[[ EXTRACTED MATERIAL open ]]

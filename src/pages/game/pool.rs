//! FIFO entity pools. Both pools scroll left every tick and recycle their oldest members once
//! they pass a threshold. The front of each deque is always the oldest member.

use std::collections::VecDeque;

use color_eyre::eyre::{bail, eyre, Result};
use rand::Rng;

use crate::{
    config::GameConfig,
    constants::game::GROUND_SEGMENTS,
    pages::game::object::{Entity, EntityIds, EntityKind, ObstacleSide, Position, Size},
};

#[derive(Debug, Clone)]
pub struct ObstaclePool {
    obstacles: VecDeque<Entity>,
    size: Size,
    offset_max: f64,
    offset_span: f64,
    pair_offset: f64,
    spawn_horizontal: f64,
    recycle_threshold: f64,
    spawn_trigger: f64,
}

impl ObstaclePool {
    pub fn new(config: &GameConfig) -> Self {
        ObstaclePool {
            obstacles: VecDeque::with_capacity(4),
            size: config.obstacle_size(),
            offset_max: config.obstacle_offset_max,
            offset_span: config.obstacle_offset_span,
            pair_offset: config.pair_offset,
            spawn_horizontal: config.obstacle_spawn_horizontal,
            recycle_threshold: config.obstacle_recycle_threshold,
            spawn_trigger: config.spawn_trigger,
        }
    }

    pub fn len(&self) -> usize {
        self.obstacles.len()
    }

    pub fn is_empty(&self) -> bool {
        self.obstacles.is_empty()
    }

    pub fn iter(&self) -> impl Iterator<Item = &Entity> {
        self.obstacles.iter()
    }

    /// Vertical offset of a new bottom obstacle, drawn from `(max - span, max]`.
    fn sample_offset<R: Rng>(&self, rng: &mut R) -> f64 {
        self.offset_max - rng.gen::<f64>() * self.offset_span
    }

    /// Appends a bottom obstacle and its mirrored top partner at the spawn column.
    pub fn spawn_pair<R: Rng>(&mut self, rng: &mut R, ids: &mut EntityIds) -> [Entity; 2] {
        let bottom = self.sample_offset(rng);
        let pair = [
            Entity::new(
                ids.next_id(),
                EntityKind::Obstacle(ObstacleSide::Bottom),
                Position::new(bottom, self.spawn_horizontal),
                self.size,
            ),
            Entity::new(
                ids.next_id(),
                EntityKind::Obstacle(ObstacleSide::Top),
                Position::new(bottom + self.pair_offset, self.spawn_horizontal),
                self.size,
            ),
        ];
        self.obstacles.extend(pair);
        pair
    }

    pub fn advance(&mut self, delta: f64) {
        for obstacle in self.obstacles.iter_mut() {
            obstacle.move_left(delta);
        }
    }

    fn oldest(&self) -> Result<&Entity> {
        self.obstacles.front().ok_or_else(|| eyre!("obstacle pool is empty"))
    }

    /// Drops the oldest pair once it has scrolled past the recycle threshold.
    pub fn recycle_if_passed(&mut self) -> Result<Option<[Entity; 2]>> {
        if self.oldest()?.horizontal() >= self.recycle_threshold {
            return Ok(None);
        }
        if self.obstacles.len() < 2 {
            bail!("obstacle pool holds a half pair ({} member)", self.obstacles.len());
        }
        match (self.obstacles.pop_front(), self.obstacles.pop_front()) {
            (Some(bottom), Some(top)) => Ok(Some([bottom, top])),
            _ => Err(eyre!("obstacle pool lost a member while recycling")),
        }
    }

    /// Spawns the next pair once a lone pair has scrolled past the spawn trigger.
    pub fn maybe_spawn<R: Rng>(&mut self, rng: &mut R, ids: &mut EntityIds) -> Result<Option<[Entity; 2]>> {
        let oldest = self.oldest()?.horizontal();
        if self.obstacles.len() == 2 && oldest < self.spawn_trigger {
            return Ok(Some(self.spawn_pair(rng, ids)));
        }
        Ok(None)
    }

    pub fn clear(&mut self) -> Vec<Entity> {
        self.obstacles.drain(..).collect()
    }
}

#[derive(Debug, Clone, Copy, PartialEq)]
pub struct GroundRecycle {
    pub removed: Entity,
    pub added: Entity,
}

#[derive(Debug, Clone)]
pub struct GroundPool {
    segments: VecDeque<Entity>,
    size: Size,
    spawn_horizontal: f64,
    recycle_threshold: f64,
}

impl GroundPool {
    /// Lays two tiles edge to edge, starting at the left edge of the screen.
    pub fn new(config: &GameConfig, ids: &mut EntityIds) -> Self {
        let size = config.ground_size();
        let segments = (0..GROUND_SEGMENTS)
            .map(|index| {
                Entity::new(ids.next_id(), EntityKind::Ground, Position::new(0.0, index as f64 * size.width), size)
            })
            .collect();
        GroundPool {
            segments,
            size,
            spawn_horizontal: config.ground_spawn_horizontal,
            recycle_threshold: config.ground_recycle_threshold,
        }
    }

    pub fn len(&self) -> usize {
        self.segments.len()
    }

    pub fn iter(&self) -> impl Iterator<Item = &Entity> {
        self.segments.iter()
    }

    pub fn advance(&mut self, delta: f64) {
        for segment in self.segments.iter_mut() {
            segment.move_left(delta);
        }
    }

    /// Replaces the oldest tile with a fresh one at the spawn column once it has fully
    /// scrolled off. Each replacement is worth one point.
    pub fn recycle_if_passed(&mut self, ids: &mut EntityIds) -> Result<Option<GroundRecycle>> {
        if self.segments.len() != GROUND_SEGMENTS {
            bail!("ground pool holds {} tiles, expected {GROUND_SEGMENTS}", self.segments.len());
        }
        let oldest = self.segments.front().ok_or_else(|| eyre!("ground pool is empty"))?;
        if oldest.horizontal() > self.recycle_threshold {
            return Ok(None);
        }
        let removed = self.segments.pop_front().ok_or_else(|| eyre!("ground pool is empty"))?;
        let added = Entity::new(ids.next_id(), EntityKind::Ground, Position::new(0.0, self.spawn_horizontal), self.size);
        self.segments.push_back(added);
        Ok(Some(GroundRecycle { removed, added }))
    }
}

#[cfg(test)]
mod tests {
    use pretty_assertions::assert_eq;
    use rand::SeedableRng;
    use rand_chacha::ChaCha8Rng;

    use super::*;

    fn setup() -> (GameConfig, EntityIds, ChaCha8Rng) {
        (GameConfig::default(), EntityIds::default(), ChaCha8Rng::seed_from_u64(7))
    }

    #[test]
    fn test_spawn_pair_is_mirrored() {
        let (config, mut ids, mut rng) = setup();
        let mut pool = ObstaclePool::new(&config);
        let [bottom, top] = pool.spawn_pair(&mut rng, &mut ids);

        assert_eq!(pool.len(), 2);
        assert_eq!(bottom.kind(), EntityKind::Obstacle(ObstacleSide::Bottom));
        assert_eq!(top.kind(), EntityKind::Obstacle(ObstacleSide::Top));
        assert_eq!(bottom.horizontal(), 100.0);
        assert_eq!(top.horizontal(), 100.0);
        assert_eq!(top.vertical(), bottom.vertical() + 75.0);
        assert_eq!(pool.iter().map(|o| o.id()).collect::<Vec<_>>(), vec![bottom.id(), top.id()]);
    }

    #[test]
    fn test_spawn_offsets_stay_in_range() {
        let (config, mut ids, mut rng) = setup();
        let mut pool = ObstaclePool::new(&config);
        for _ in 0..500 {
            let [bottom, _] = pool.spawn_pair(&mut rng, &mut ids);
            assert!(bottom.vertical() > 16.6 - 33.3 - 1e-9, "offset {} too low", bottom.vertical());
            assert!(bottom.vertical() <= 16.6, "offset {} too high", bottom.vertical());
        }
    }

    #[test]
    fn test_recycle_removes_whole_pair() {
        let (config, mut ids, mut rng) = setup();
        let mut pool = ObstaclePool::new(&config);
        let [first, _] = pool.spawn_pair(&mut rng, &mut ids);
        pool.advance(60.0);
        let [second, _] = pool.spawn_pair(&mut rng, &mut ids);
        assert_eq!(pool.len(), 4);

        // Oldest pair sits at 40: not passed yet.
        assert_eq!(pool.recycle_if_passed().unwrap(), None);

        pool.advance(52.6);
        let removed = pool.recycle_if_passed().unwrap().unwrap();
        assert_eq!(removed[0].id(), first.id());
        assert_eq!(pool.len(), 2);
        assert_eq!(pool.iter().next().unwrap().id(), second.id());
    }

    #[test]
    fn test_recycle_threshold_is_strict() {
        let (config, mut ids, mut rng) = setup();
        let mut pool = ObstaclePool::new(&config);
        pool.spawn_pair(&mut rng, &mut ids);
        pool.advance(112.5);
        assert_eq!(pool.recycle_if_passed().unwrap(), None);
        pool.advance(0.01);
        assert!(pool.recycle_if_passed().unwrap().is_some());
        assert!(pool.is_empty());
    }

    #[test]
    fn test_maybe_spawn_only_for_lone_pair() {
        let (config, mut ids, mut rng) = setup();
        let mut pool = ObstaclePool::new(&config);
        pool.spawn_pair(&mut rng, &mut ids);

        pool.advance(62.5);
        // Exactly at the trigger: not yet.
        assert_eq!(pool.maybe_spawn(&mut rng, &mut ids).unwrap(), None);

        pool.advance(0.01);
        assert!(pool.maybe_spawn(&mut rng, &mut ids).unwrap().is_some());
        assert_eq!(pool.len(), 4);

        pool.advance(30.0);
        assert_eq!(pool.maybe_spawn(&mut rng, &mut ids).unwrap(), None);
        assert_eq!(pool.len(), 4);
    }

    #[test]
    fn test_empty_obstacle_pool_is_a_fault() {
        let (config, mut ids, mut rng) = setup();
        let mut pool = ObstaclePool::new(&config);
        assert!(pool.recycle_if_passed().is_err());
        assert!(pool.maybe_spawn(&mut rng, &mut ids).is_err());
    }

    #[test]
    fn test_clear_drains_everything() {
        let (config, mut ids, mut rng) = setup();
        let mut pool = ObstaclePool::new(&config);
        pool.spawn_pair(&mut rng, &mut ids);
        pool.spawn_pair(&mut rng, &mut ids);
        assert_eq!(pool.clear().len(), 4);
        assert!(pool.is_empty());
    }

    #[test]
    fn test_ground_starts_tiled() {
        let (config, mut ids, _) = setup();
        let pool = GroundPool::new(&config, &mut ids);
        let lefts: Vec<f64> = pool.iter().map(|g| g.horizontal()).collect();
        assert_eq!(lefts, vec![0.0, 100.0]);
        assert!(pool.iter().all(|g| g.vertical() == 0.0));
    }

    #[test]
    fn test_ground_recycles_at_threshold() {
        let (config, mut ids, _) = setup();
        let mut pool = GroundPool::new(&config, &mut ids);
        pool.advance(99.0);
        assert_eq!(pool.recycle_if_passed(&mut ids).unwrap(), None);

        pool.advance(1.0);
        let recycle = pool.recycle_if_passed(&mut ids).unwrap().unwrap();
        assert_eq!(recycle.removed.horizontal(), -100.0);
        assert_eq!(recycle.added.horizontal(), 100.0);
        assert_eq!(pool.len(), 2);

        let lefts: Vec<f64> = pool.iter().map(|g| g.horizontal()).collect();
        assert_eq!(lefts, vec![0.0, 100.0]);
        assert_eq!(pool.iter().last().unwrap().id(), recycle.added.id());
    }

    #[test]
    fn test_ground_pool_with_wrong_tile_count_is_a_fault() {
        let (config, mut ids, _) = setup();
        let mut pool = GroundPool::new(&config, &mut ids);
        pool.segments.pop_back();
        assert!(pool.recycle_if_passed(&mut ids).is_err());
        pool.segments.clear();
        assert!(pool.recycle_if_passed(&mut ids).is_err());
    }
}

[[ EXTRACTED MATERIAL closed ]]

> _REQUIRED WORK_:
Filter the entries down to the lines containing "Option". Copy each of those lines.

> _RESULT_:
    pub fn recycle_if_passed(&mut self) -> Result<Option<[Entity; 2]>> {
    pub fn maybe_spawn<R: Rng>(&mut self, rng: &mut R, ids: &mut EntityIds) -> Result<Option<[Entity; 2]>> {
    pub fn recycle_if_passed(&mut self, ids: &mut EntityIds) -> Result<Option<GroundRecycle>> {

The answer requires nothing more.